About this exercise
Copy each line of the data below, character for character.

Provided information
────────────────
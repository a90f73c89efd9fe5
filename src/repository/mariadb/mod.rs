pub(super) mod inventory;
pub(super) mod order_detail;

use std::io::ErrorKind;

use sqlx::error::Error;

use crate::error::{AppError, AppErrorCode};

impl From<Error> for AppError {
    fn from(value: Error) -> Self {
        let (code, detail) = match value {
            Error::Configuration(e) => (
                AppErrorCode::InvalidInput,
                e.to_string() + " invalid-db-config",
            ),
            Error::Io(e) => (
                AppErrorCode::IOerror(e.kind()),
                e.to_string() + " io-err-mariadb",
            ),
            Error::Database(e) => (AppErrorCode::RemoteDbServerFailure, e.to_string()),
            Error::Protocol(errmsg) => (AppErrorCode::IOerror(ErrorKind::InvalidData), errmsg),
            Error::Decode(e) => (AppErrorCode::DataCorruption, e.to_string()),
            Error::ColumnDecode { index, source } => (
                AppErrorCode::DataCorruption,
                source.to_string() + ", when decoding column at idx " + index.as_str(),
            ),
            Error::Tls(e) => (
                AppErrorCode::IOerror(ErrorKind::NotConnected),
                e.to_string(),
            ),
            Error::TypeNotFound { type_name } => {
                (AppErrorCode::InvalidInput, type_name + " wrong-col-typ")
            }
            Error::ColumnNotFound(col_name) => {
                (AppErrorCode::IOerror(ErrorKind::NotFound), col_name + "no-col")
            }
            Error::RowNotFound => (
                AppErrorCode::IOerror(ErrorKind::NotFound),
                "no-row".to_string(),
            ),
            Error::ColumnIndexOutOfBounds { index, len } => (
                AppErrorCode::InvalidInput,
                format!("req-idx:{}, limit:{}", index, len),
            ),
            Error::PoolTimedOut => (
                AppErrorCode::DatabaseServerBusy,
                "no-conn-avail".to_string(),
            ),
            Error::PoolClosed => (AppErrorCode::Unknown, "pool-closed".to_string()),
            Error::WorkerCrashed => (
                AppErrorCode::Unknown,
                "low-level-db-worker-crashed".to_string(),
            ),
            _others => (
                AppErrorCode::Unknown,
                "internal-implementation-issue".to_string(),
            ),
        };
        Self {
            code,
            detail: Some(detail),
        }
    } // end of fn from
} // end of impl AppError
────────────────
Result of this task
repository a90f73c89efd9fe5
filename src/repository/mariadb/mod.rs
pub(super) mod inventory;
pub(super) mod order_detail;

use std::io::ErrorKind;

use sqlx::error::Error;

use crate::error::{AppError, AppErrorCode};

impl From<Error> for AppError {
    fn from(value: Error) -> Self {
        let (code, detail) = match value {
            Error::Configuration(e) => (
                AppErrorCode::InvalidInput,
                e.to_string() + " invalid-db-config",
            ),
            Error::Io(e) => (
                AppErrorCode::IOerror(e.kind()),
                e.to_string() + " io-err-mariadb",
            ),
            Error::Database(e) => (AppErrorCode::RemoteDbServerFailure, e.to_string()),
            Error::Protocol(errmsg) => (AppErrorCode::IOerror(ErrorKind::InvalidData), errmsg),
            Error::Decode(e) => (AppErrorCode::DataCorruption, e.to_string()),
            Error::ColumnDecode { index, source } => (
                AppErrorCode::DataCorruption,
                source.to_string() + ", when decoding column at idx " + index.as_str(),
            ),
            Error::Tls(e) => (
                AppErrorCode::IOerror(ErrorKind::NotConnected),
                e.to_string(),
            ),
            Error::TypeNotFound { type_name } => {
                (AppErrorCode::InvalidInput, type_name + " wrong-col-typ")
            }
            Error::ColumnNotFound(col_name) => {
                (AppErrorCode::IOerror(ErrorKind::NotFound), col_name + "no-col")
            }
            Error::RowNotFound => (
                AppErrorCode::IOerror(ErrorKind::NotFound),
                "no-row".to_string(),
            ),
            Error::ColumnIndexOutOfBounds { index, len } => (
                AppErrorCode::InvalidInput,
                format!("req-idx:{}, limit:{}", index, len),
            ),
            Error::PoolTimedOut => (
                AppErrorCode::DatabaseServerBusy,
                "no-conn-avail".to_string(),
            ),
            Error::PoolClosed => (AppErrorCode::Unknown, "pool-closed".to_string()),
            Error::WorkerCrashed => (
                AppErrorCode::Unknown,
                "low-level-db-worker-crashed".to_string(),
            ),
            _others => (
                AppErrorCode::Unknown,
                "internal-implementation-issue".to_string(),
            ),
        };
        Self {
            code,
            detail: Some(detail),
        }
    } // end of fn from
} // end of impl AppError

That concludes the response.